David Brooks: Building a Team of Rivals

Over the next few months, I’m going to ask the presidential hopefuls the following question: What lessons do you draw from the Iraq experience about decision-making in the White House?

The candidates are going to answer by saying something like this: The lesson I draw is that the president has to have intellectual curiosity and access to all the necessary information. He can’t run a faith-based policy relying on certainty and instinct. When I’m president, I’m going to hear all sides.

Then, I’m going to respond: Oh, please. Save that stuff for the campaign rallies. If you know anything about how the Bush administration actually worked, you know that people at the midlevels were consumed by doubt. There were interagency meetings galore, and dozens of memos written by subcabinet officials fully aware of how badly things were going. Aside from the Bush-Cheney-Rumsfeld personalities, it was the decision-making process itself that was screwed up. Did you draw any lessons from that?

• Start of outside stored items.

//! Terminal management for interactive UI
//!
//! This module handles all terminal setup and cleanup operations including:
//! - Raw mode enabling/disabling
//! - Alternate screen management
//! - Mouse capture so buttons can be clicked

use crate::constants::TERMINAL_TITLE;
use crate::error::AppError;
use crossterm::{
    cursor::{Hide, Show},
    event::{DisableMouseCapture, EnableMouseCapture},
    execute,
    terminal::{
        EnterAlternateScreen, LeaveAlternateScreen, SetTitle, disable_raw_mode, enable_raw_mode,
    },
};
use std::io::{Write, stdout};

/// Configuration for terminal management operations
#[derive(Debug, Clone, Default)]
pub struct TerminalConfig {
    /// Leave the terminal in cooked mode on the main screen
    pub debug_mode: bool,
}

/// Terminal manager responsible for setup and cleanup operations
pub struct TerminalManager {
    config: TerminalConfig,
}

impl TerminalManager {
    pub fn new() -> Self {
        Self {
            config: TerminalConfig::default(),
        }
    }

    pub fn with_config(config: TerminalConfig) -> Self {
        Self { config }
    }

    /// Setup terminal for interactive mode
    /// Returns a handle to stdout that can be used for rendering
    pub fn setup_terminal(&self) -> Result<std::io::Stdout, AppError> {
        let mut stdout = stdout();

        execute!(stdout, SetTitle(TERMINAL_TITLE))?;

        if !self.config.debug_mode {
            // Enable raw mode for immediate key processing
            enable_raw_mode()?;

            enter_remote_screen(&mut stdout, disable_raw_mode)?;
        }

        tracing::debug!("Terminal ready (debug mode: {})", self.config.debug_mode);
        Ok(stdout)
    }

    /// Restores terminal to its original state
    pub fn cleanup_terminal(&self, mut stdout: std::io::Stdout) -> Result<(), AppError> {
        if !self.config.debug_mode {
            disable_raw_mode()?;

            execute!(stdout, Show, DisableMouseCapture, LeaveAlternateScreen)?;
        }
        Ok(())
    }

    pub fn config(&self) -> &TerminalConfig {
        &self.config
    }
}

/// Switches `out` to the alternate screen with mouse capture and a hidden cursor.
///
/// Raw mode is already on at this point; if the switch fails, `undo_raw_mode`
/// runs before the error is returned.
fn enter_remote_screen<W: Write>(
    out: &mut W,
    undo_raw_mode: impl FnOnce() -> std::io::Result<()>,
) -> Result<(), AppError> {
    if let Err(e) = execute!(out, EnterAlternateScreen, EnableMouseCapture, Hide) {
        if let Err(restore_err) = undo_raw_mode() {
            tracing::warn!("Failed to leave raw mode after setup error: {restore_err}");
        }
        return Err(e.into());
    }
    Ok(())
}

impl Default for TerminalManager {
    fn default() -> Self {
        Self::new()
    }
}
use clap::Parser;
use clap::builder::styling::{AnsiColor, Effects, Styles};
use tv_remote::Command;

fn get_styles() -> Styles {
    Styles::styled()
        .header(AnsiColor::Cyan.on_default().effects(Effects::BOLD))
        .usage(AnsiColor::Cyan.on_default().effects(Effects::BOLD))
        .literal(AnsiColor::Green.on_default())
        .placeholder(AnsiColor::Yellow.on_default())
        .error(AnsiColor::Red.on_default().effects(Effects::BOLD))
        .valid(AnsiColor::Green.on_default())
        .invalid(AnsiColor::Red.on_default())
}

/// Determines if the application should run in non-interactive mode
/// Non-interactive mode is used when any of these conditions are met:
/// - --once flag is set (print status and exit)
/// - --press is given (run a button sequence and exit)
/// - config operations are requested
pub fn is_noninteractive_mode(args: &Args) -> bool {
    args.once
        || !args.press.is_empty()
        || args.new_log_file_path.is_some()
        || args.clear_log_file_path
        || args.list_config
}

/// Simulated TV Remote
///
/// A television remote control in your terminal. The remote has six buttons:
/// Power, Mute, Ch+, Ch-, Vol+ and Vol-. The status line below them shows the
/// television's power, mute, channel and volume.
///
/// In interactive mode (default):
/// - Click a button, or use the keys:
/// - 'p' power, 'm' mute
/// - ↑/↓ change channel, ←/→ change volume
/// - 'q' or Esc to quit
#[derive(Parser, Debug)]
#[command(about, long_about = None, version)]
#[command(styles = get_styles())]
pub struct Args {
    /// Print the television status once and exit.
    #[arg(short, long)]
    pub once: bool,

    /// Press buttons without opening the remote, printing the status after each press.
    /// Accepts a comma separated list: power, mute, ch+, ch-, vol+, vol-.
    #[arg(
        long,
        short = 'P',
        value_name = "BUTTONS",
        value_delimiter = ',',
        num_args = 1..
    )]
    pub press: Vec<Command>,

    /// Highest channel for this run, overriding the config file.
    #[arg(long = "max-channel", help_heading = "Television")]
    pub max_channel: Option<u32>,

    /// Highest volume for this run, overriding the config file.
    #[arg(long = "max-volume", help_heading = "Television")]
    pub max_volume: Option<u32>,

    /// Update log file path in config. This sets a persistent custom log file location.
    #[arg(long = "set-log-file", help_heading = "Configuration")]
    pub new_log_file_path: Option<String>,

    /// Clear the custom log file path from config. This reverts to using the default log location.
    #[arg(long = "clear-log-file", help_heading = "Configuration")]
    pub clear_log_file_path: bool,

    /// List current configuration settings
    #[arg(long = "list-config", short = 'l', help_heading = "Configuration")]
    pub list_config: bool,

    /// Enable debug mode: the remote is drawn without raw mode or the alternate screen,
    /// and non-interactive modes also log to stdout.
    #[arg(long = "debug", help_heading = "Debug")]
    pub debug: bool,

    /// Specify a custom log file path. If not provided, logs will be written to the default location.
    #[arg(long = "log-file", help_heading = "Debug")]
    pub log_file: Option<String>,
}

#[cfg(test)]
mod tests {
    use super::*;

    #[test]
    fn test_default_is_interactive() {
        let args = Args::try_parse_from(["tv_remote"]).unwrap();
        assert!(!is_noninteractive_mode(&args));
    }

    #[test]
    fn test_press_parses_comma_list() {
        let args = Args::try_parse_from(["tv_remote", "--press", "power,ch+,Vol-"]).unwrap();
        assert_eq!(
            args.press,
            vec![Command::Power, Command::ChannelUp, Command::VolumeDown]
        );
        assert!(is_noninteractive_mode(&args));
    }

    #[test]
    fn test_press_rejects_unknown_button() {
        let result = Args::try_parse_from(["tv_remote", "--press", "power,eject"]);
        assert!(result.is_err());
    }

    #[test]
    fn test_limit_overrides() {
        let args =
            Args::try_parse_from(["tv_remote", "--max-channel", "12", "--max-volume", "40"]).unwrap();
        assert_eq!(args.max_channel, Some(12));
        assert_eq!(args.max_volume, Some(40));
    }

    #[test]
    fn test_config_operations_are_noninteractive() {
        let args = Args::try_parse_from(["tv_remote", "--list-config"]).unwrap();
        assert!(is_noninteractive_mode(&args));
        let args = Args::try_parse_from(["tv_remote", "--clear-log-file"]).unwrap();
        assert!(is_noninteractive_mode(&args));
    }
}
// src/error.rs
use std::path::PathBuf;

use thiserror::Error;

#[derive(Debug, Error)]
pub enum TallyError {
    #[error("Failed to read file '{path}': {source}")]
    FileRead {
        path: PathBuf,
        #[source]
        source: std::io::Error,
    },
}

impl TallyError {
    /// Path of the file the error refers to.
    pub fn path(&self) -> &PathBuf {
        match self {
            Self::FileRead { path, .. } => path,
        }
    }
}

pub type Result<T> = std::result::Result<T, TallyError>;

Then the candidates will level with me in that low-toned voice they adopt when speaking the truth, and if they’re smart, they’ll say something like this:

O.K., you’re right. There are structural problems that have emerged during the past several administrations that crippled planning for Iraq. Here’s what I think they are:

First, the vice president can’t have his own secret policy channel. He can’t sit silently at meetings and then, during private lunches with the president, countermand all that was accomplished.

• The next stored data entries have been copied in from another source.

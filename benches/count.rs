use std::fs;
use std::hint::black_box;

use criterion::{Criterion, criterion_group, criterion_main};
use linetally::count_lines;
use tempfile::TempDir;

fn benchmark_count_lines(c: &mut Criterion) {
    let dir = TempDir::new().unwrap();
    let path = dir.path().join("bench.txt");
    fs::write(&path, "0123456789012345678901234567890123456789\n".repeat(50_000)).unwrap();

    c.bench_function("count_lines_50k", |b| {
        b.iter(|| {
            let count = count_lines(black_box(&path)).unwrap();
            black_box(count);
        })
    });
}

criterion_group!(benches, benchmark_count_lines);
criterion_main!(benches);
// src/batch.rs
use std::path::{Path, PathBuf};

use rayon::prelude::*;

use crate::count::{LineCount, count_lines, count_lines_or_zero};
use crate::error::TallyError;

/// Result of the fail-fast batch pass.
///
/// `counts` holds one entry per file successfully processed before the first
/// open failure; `aborted` records the failure that cut the batch short, if
/// any. When `aborted` is `Some`, `counts` is a strict prefix of what a full
/// run would have produced.
#[derive(Debug, Default)]
pub struct BatchOutcome {
    pub counts: Vec<LineCount>,
    pub aborted: Option<(PathBuf, TallyError)>,
}

impl BatchOutcome {
    pub fn is_complete(&self) -> bool {
        self.aborted.is_none()
    }
}

/// Count lines in each file sequentially, stopping at the first file that
/// cannot be read.
///
/// This is the fail-fast contract: remaining files are abandoned and the
/// counts accumulated so far are returned as-is. The per-file handle is
/// scope-bound inside [`count_lines`], so the early return cannot leak it.
pub fn count_lines_in_files<P: AsRef<Path>>(files: &[P]) -> BatchOutcome {
    let mut counts = Vec::with_capacity(files.len());
    for file in files {
        let path = file.as_ref();
        match count_lines(path) {
            Ok(count) => counts.push(count),
            Err(e) => {
                return BatchOutcome {
                    counts,
                    aborted: Some((path.to_path_buf(), e)),
                };
            }
        }
    }
    BatchOutcome {
        counts,
        aborted: None,
    }
}

/// Apply the total per-file counter to each file independently.
///
/// The output always has the same length as the input, in input order; an
/// unreadable file contributes zero. No state is shared between files, so
/// this mapping is safe to reorder or parallelize.
pub fn count_lines_total<P: AsRef<Path>>(files: &[P]) -> Vec<LineCount> {
    files
        .iter()
        .map(|file| count_lines_or_zero(file.as_ref()))
        .collect()
}

/// Parallel form of [`count_lines_total`].
///
/// Files are fanned out across the rayon pool; the collect restores input
/// order, so the output is observably identical to the sequential mapping.
pub fn count_lines_parallel<P: AsRef<Path> + Sync>(files: &[P]) -> Vec<LineCount> {
    files
        .par_iter()
        .map(|file| count_lines_or_zero(file.as_ref()))
        .collect()
}

/// Lazy form of [`count_lines_total`]: no intermediate collection is
/// materialized, and a file is only opened when the consumer pulls its count.
pub fn lazy_counts<I, P>(files: I) -> impl Iterator<Item = LineCount>
where
    I: IntoIterator<Item = P>,
    P: AsRef<Path>,
{
    files
        .into_iter()
        .map(|file| count_lines_or_zero(file.as_ref()))
}

#[cfg(test)]
mod tests {
    use super::*;
    use std::cell::Cell;
    use std::fs;
    use tempfile::TempDir;

    fn fixture(dir: &TempDir, name: &str, content: &str) -> PathBuf {
        let path = dir.path().join(name);
        fs::write(&path, content).unwrap();
        path
    }

    #[test]
    fn imperative_counts_all_files_in_order() {
        let dir = TempDir::new().unwrap();
        let a = fixture(&dir, "a.txt", "x\ny\nz");
        let b = fixture(&dir, "b.txt", "");

        let outcome = count_lines_in_files(&[a, b]);
        assert!(outcome.is_complete());
        assert_eq!(outcome.counts, vec![LineCount::new(2), LineCount::zero()]);
    }

    #[test]
    fn imperative_stops_at_first_unreadable_file() {
        let dir = TempDir::new().unwrap();
        let a = fixture(&dir, "a.txt", "x\ny\nz");
        let missing = dir.path().join("missing.txt");
        let c = fixture(&dir, "c.txt", "never\nreached\n");

        let outcome = count_lines_in_files(&[a, missing.clone(), c]);
        assert_eq!(outcome.counts, vec![LineCount::new(2)]);
        let (path, err) = outcome.aborted.expect("batch aborted");
        assert_eq!(path, missing);
        assert!(err.to_string().contains("missing.txt"));
    }

    #[test]
    fn total_mapping_keeps_input_length_and_order() {
        let dir = TempDir::new().unwrap();
        let a = fixture(&dir, "a.txt", "x\ny\nz");
        let missing = dir.path().join("missing.txt");
        let c = fixture(&dir, "c.txt", "one\n");

        let counts = count_lines_total(&[a, missing, c]);
        assert_eq!(
            counts,
            vec![LineCount::new(2), LineCount::zero(), LineCount::new(1)]
        );
    }

    #[test]
    fn parallel_matches_sequential_mapping() {
        let dir = TempDir::new().unwrap();
        let files: Vec<PathBuf> = (0..20)
            .map(|i| fixture(&dir, &format!("f{i}.txt"), &"line\n".repeat(i)))
            .collect();

        assert_eq!(count_lines_parallel(&files), count_lines_total(&files));
    }

    #[test]
    fn lazy_counts_pulls_one_path_per_consumed_count() {
        let dir = TempDir::new().unwrap();
        let a = fixture(&dir, "a.txt", "x\n");
        let b = fixture(&dir, "b.txt", "y\n");

        let pulled = Cell::new(0usize);
        let paths = [a, b].into_iter().inspect(|_| pulled.set(pulled.get() + 1));

        let first: Vec<LineCount> = lazy_counts(paths).take(1).collect();
        assert_eq!(first, vec![LineCount::new(1)]);
        assert_eq!(pulled.get(), 1);
    }
}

Second, the White House can’t obsess about leaks. This administration in particular twisted itself into knots to prevent leaks, and you know what? Everything came out anyway. It’s stupid to narrow decision-making to small, insular circles of trust to prevent leaks. Everybody correctly assumes their private comments will be made public in any case.

Third, the White House staff has too much power. We understand how this happened. Presidents get sick of parochial cabinet secretaries who become special pleaders for their agencies. The president needs people he can trust, and who believe in his policies, so he shifts power to those around him who worked on his campaigns.

The problem is the White House is staffed by younger people who are feverishly devoted to the president. Especially in the first years, they try to make every day pleasant for him, which means not bringing him bad news, or setting up a meeting that might turn nasty. Furthermore, while the White House staff is big enough to insulate the president, it is not big enough to carry out policy. When it is asked to, you get thousands of ad hoc meetings attended by people who have limited power to control facts on the ground.

Which leads to the fourth and most important lesson: There is a yawning gap between those who decide policies and those who carry them out. This hurts in two ways. The people who have run an operation for decades, who have some expertise, have little input before a decision is made. Then, after the decision is handed to them, they have no investment in its success and discover they can go off and subvert the policy and no one can do anything to stop them.

In the Iraq occupation, Rumsfeld became a rogue secretary, not committing enough troops, not returning phone calls, not sharing information, and nobody did anything to discipline him. The National Security Council had to jump in and try to run operations, which it’s not equipped to do.

To address these problems, the next president has to restore cabinet government — set up teams of rivals, as Lincoln, Eisenhower and Reagan did. For example, during his first term, President Reagan had more than 500 cabinet committee meetings, according to Stephen Hess of the Brookings Institution. Each cabinet committee consisted of four to six department heads, who would work out policies and put them into effect.

A president who vests power in cabinet members gives himself colleagues, people of similar age and stature who can argue with him face to face. By formalizing a decision-making process he balances egotistical secretaries against each other. A Rumsfeld would have to go to meetings and explain himself to his rivals. Entire departments couldn’t be shut out of the loop, the way Treasury and State were. The agencies that carry out policy would have a link to the people who decide it.

It’s possible to screw up cabinet government too — Jimmy Carter did. But the next president has to be a thoroughgoing reformer, which means reforming the way the executive branch works too.